YOUR TASK:
Would you reproduce, without any alteration, the lines from the opening line of the entries through the line that has "use std::sync::Arc;" in it?

[Saved data entries]
// Licensed to the Apache Software Foundation (ASF) under one
// or more contributor license agreements.  See the NOTICE file
// distributed with this work for additional information
// regarding copyright ownership.  The ASF licenses this file
// to you under the Apache License, Version 2.0 (the
// "License"); you may not use this file except in compliance
// with the License.  You may obtain a copy of the License at
//
//   http://www.apache.org/licenses/LICENSE-2.0
//
// Unless required by applicable law or agreed to in writing,
// software distributed under the License is distributed on an
// "AS IS" BASIS, WITHOUT WARRANTIES OR CONDITIONS OF ANY
// KIND, either express or implied.  See the License for the
// specific language governing permissions and limitations
// under the License.

#![warn(missing_docs)]
//! Logical types for the stela columnar format: [`DataType`], [`Field`]
//! and [`Schema`] describe the shape of typed, nullable columns, and
//! [`StelaError`] is the error type shared by all stela crates.

mod datatype;
pub use datatype::{DataType, TypeId};

mod error;
pub use error::StelaError;

mod field;
pub use field::Field;

mod schema;
pub use schema::{Schema, SchemaRef};
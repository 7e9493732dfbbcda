// Licensed to the Apache Software Foundation (ASF) under one
// or more contributor license agreements.  See the NOTICE file
// distributed with this work for additional information
// regarding copyright ownership.  The ASF licenses this file
// to you under the Apache License, Version 2.0 (the
// "License"); you may not use this file except in compliance
// with the License.  You may obtain a copy of the License at
//
//   http://www.apache.org/licenses/LICENSE-2.0
//
// Unless required by applicable law or agreed to in writing,
// software distributed under the License is distributed on an
// "AS IS" BASIS, WITHOUT WARRANTIES OR CONDITIONS OF ANY
// KIND, either express or implied.  See the License for the
// specific language governing permissions and limitations
// under the License.

use std::sync::Arc;

use stela_schema::StelaError;

use crate::pool::MemoryPool;
use crate::{BooleanBufferBuilder, NullBuffer};

/// Builder for the validity bitmaps attached to arrays.
///
/// The bitmap is only materialized once the first null is appended; an
/// all-valid sequence costs no allocation and
/// [`finish`](Self::finish) returns `None` for it.
#[derive(Debug)]
pub struct NullBufferBuilder {
    /// `Some` once any null has been appended
    bitmap_builder: Option<BooleanBufferBuilder>,
    /// Length of the mask before materializing
    len: usize,
    /// Capacity hint used when the bitmap materializes
    capacity: usize,
    pool: Arc<dyn MemoryPool>,
}

impl NullBufferBuilder {
    /// Creates a new builder over `pool`.
    ///
    /// No memory is allocated until a null arrives; `capacity` is the
    /// bit capacity reserved at that point.
    pub fn new(pool: Arc<dyn MemoryPool>, capacity: usize) -> Self {
        Self {
            bitmap_builder: None,
            len: 0,
            capacity,
            pool,
        }
    }

    /// Appends a valid (non-null) position
    #[inline]
    pub fn append_non_null(&mut self) -> Result<(), StelaError> {
        self.append_n_non_nulls(1)
    }

    /// Appends `n` valid positions
    #[inline]
    pub fn append_n_non_nulls(&mut self, n: usize) -> Result<(), StelaError> {
        if let Some(builder) = self.bitmap_builder.as_mut() {
            builder.append_n(n, true)
        } else {
            self.len += n;
            Ok(())
        }
    }

    /// Appends a null position, materializing the bitmap if this is the
    /// first null
    #[inline]
    pub fn append_null(&mut self) -> Result<(), StelaError> {
        self.append_n_nulls(1)
    }

    /// Appends `n` null positions
    #[inline]
    pub fn append_n_nulls(&mut self, n: usize) -> Result<(), StelaError> {
        self.materialize_if_needed()?;
        self.bitmap_builder.as_mut().unwrap().append_n(n, false)
    }

    /// Appends a position whose validity is `not_null`
    #[inline]
    pub fn append(&mut self, not_null: bool) -> Result<(), StelaError> {
        if not_null {
            self.append_non_null()
        } else {
            self.append_null()
        }
    }

    /// Appends one position per flag in `slice`, where `false` marks a
    /// null
    pub fn append_slice(&mut self, slice: &[bool]) -> Result<(), StelaError> {
        if slice.iter().any(|v| !v) {
            self.materialize_if_needed()?;
        }
        if let Some(builder) = self.bitmap_builder.as_mut() {
            builder.append_slice(slice)
        } else {
            self.len += slice.len();
            Ok(())
        }
    }

    /// Returns whether the position at `index` is valid
    pub fn is_valid(&self, index: usize) -> bool {
        match &self.bitmap_builder {
            Some(builder) => builder.get_bit(index),
            None => true,
        }
    }

    /// Returns the number of positions appended so far
    pub fn len(&self) -> usize {
        self.bitmap_builder.as_ref().map_or(self.len, |b| b.len())
    }

    /// Returns whether no positions have been appended
    pub fn is_empty(&self) -> bool {
        self.len() == 0
    }

    /// Views the packed validity bytes, or `None` while no null has
    /// been appended
    pub fn as_slice(&self) -> Option<&[u8]> {
        Some(self.bitmap_builder.as_ref()?.as_slice())
    }

    /// Builds the [`NullBuffer`] and resets this builder to a fresh
    /// empty state.
    ///
    /// Returns `None` when every appended position was valid.
    pub fn finish(&mut self) -> Option<NullBuffer> {
        self.len = 0;
        Some(NullBuffer::new(self.bitmap_builder.take()?.finish()))
    }

    fn materialize_if_needed(&mut self) -> Result<(), StelaError> {
        if self.bitmap_builder.is_none() {
            self.materialize()?;
        }
        Ok(())
    }

    #[cold]
    fn materialize(&mut self) -> Result<(), StelaError> {
        let mut builder =
            BooleanBufferBuilder::with_capacity(self.pool.clone(), self.len.max(self.capacity))?;
        builder.append_n(self.len, true)?;
        self.bitmap_builder = Some(builder);
        Ok(())
    }
}
// Licensed to the Apache Software Foundation (ASF) under one
// or more contributor license agreements.  See the NOTICE file
// distributed with this work for additional information
// regarding copyright ownership.  The ASF licenses this file
// to you under the Apache License, Version 2.0 (the
// "License"); you may not use this file except in compliance
// with the License.  You may obtain a copy of the License at
//
//   http://www.apache.org/licenses/LICENSE-2.0
//
// Unless required by applicable law or agreed to in writing,
// software distributed under the License is distributed on an
// "AS IS" BASIS, WITHOUT WARRANTIES OR CONDITIONS OF ANY
// KIND, either express or implied.  See the License for the
// specific language governing permissions and limitations
// under the License.

//! Defines [`StelaError`], the uniform error type returned by every
//! fallible operation in the stela crates.

use std::error::Error;
use std::fmt;

/// The outcome taxonomy shared by all stela crates.
///
/// Operations report failure through this type rather than panicking;
/// on failure the operated-on structures are left unchanged.
#[derive(Debug, Clone, PartialEq, Eq)]
pub enum StelaError {
    /// The memory pool could not satisfy an allocation request
    OutOfMemory(String),
    /// A lookup by name or key found nothing
    KeyError(String),
    /// Malformed input, a type/length mismatch, or capability misuse
    Invalid(String),
    /// A medium read/write/open/close failed; carries the raw OS error
    /// code when the platform reported one
    IoError(String, Option<i32>),
    /// The requested type or operation combination is not supported
    NotImplemented(String),
}

impl fmt::Display for StelaError {
    fn fmt(&self, f: &mut fmt::Formatter<'_>) -> fmt::Result {
        match self {
            StelaError::OutOfMemory(message) => {
                write!(f, "Out of memory: {message}")
            }
            StelaError::KeyError(message) => {
                write!(f, "Key error: {message}")
            }
            StelaError::Invalid(message) => {
                write!(f, "Invalid: {message}")
            }
            StelaError::IoError(message, Some(code)) => {
                write!(f, "IO error (os error {code}): {message}")
            }
            StelaError::IoError(message, None) => {
                write!(f, "IO error: {message}")
            }
            StelaError::NotImplemented(message) => {
                write!(f, "Not yet implemented: {message}")
            }
        }
    }
}

impl Error for StelaError {}

impl From<std::io::Error> for StelaError {
    fn from(error: std::io::Error) -> Self {
        StelaError::IoError(error.to_string(), error.raw_os_error())
    }
}

#[cfg(test)]
mod tests {
    use super::*;

    #[test]
    fn test_display() {
        let err = StelaError::Invalid("chunk 2 has type double".to_string());
        assert_eq!(err.to_string(), "Invalid: chunk 2 has type double");

        let err = StelaError::IoError("mmap failed".to_string(), Some(22));
        assert_eq!(err.to_string(), "IO error (os error 22): mmap failed");
    }

    #[test]
    fn test_from_io_error() {
        let io = std::io::Error::new(std::io::ErrorKind::NotFound, "gone");
        match StelaError::from(io) {
            StelaError::IoError(message, _) => assert!(message.contains("gone")),
            other => panic!("unexpected variant: {other:?}"),
        }
    }
}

ANSWER SPACE:
// Licensed to the Apache Software Foundation (ASF) under one
// or more contributor license agreements.  See the NOTICE file
// distributed with this work for additional information
// regarding copyright ownership.  The ASF licenses this file
// to you under the Apache License, Version 2.0 (the
// "License"); you may not use this file except in compliance
// with the License.  You may obtain a copy of the License at
//
//   http://www.apache.org/licenses/LICENSE-2.0
//
// Unless required by applicable law or agreed to in writing,
// software distributed under the License is distributed on an
// "AS IS" BASIS, WITHOUT WARRANTIES OR CONDITIONS OF ANY
// KIND, either express or implied.  See the License for the
// specific language governing permissions and limitations
// under the License.

#![warn(missing_docs)]
//! Logical types for the stela columnar format: [`DataType`], [`Field`]
//! and [`Schema`] describe the shape of typed, nullable columns, and
//! [`StelaError`] is the error type shared by all stela crates.

mod datatype;
pub use datatype::{DataType, TypeId};

mod error;
pub use error::StelaError;

mod field;
pub use field::Field;

mod schema;
pub use schema::{Schema, SchemaRef};
repository 7e9493732dfbbcda
// Licensed to the Apache Software Foundation (ASF) under one
// or more contributor license agreements.  See the NOTICE file
// distributed with this work for additional information
// regarding copyright ownership.  The ASF licenses this file
// to you under the Apache License, Version 2.0 (the
// "License"); you may not use this file except in compliance
// with the License.  You may obtain a copy of the License at
//
//   http://www.apache.org/licenses/LICENSE-2.0
//
// Unless required by applicable law or agreed to in writing,
// software distributed under the License is distributed on an
// "AS IS" BASIS, WITHOUT WARRANTIES OR CONDITIONS OF ANY
// KIND, either express or implied.  See the License for the
// specific language governing permissions and limitations
// under the License.

use std::sync::Arc;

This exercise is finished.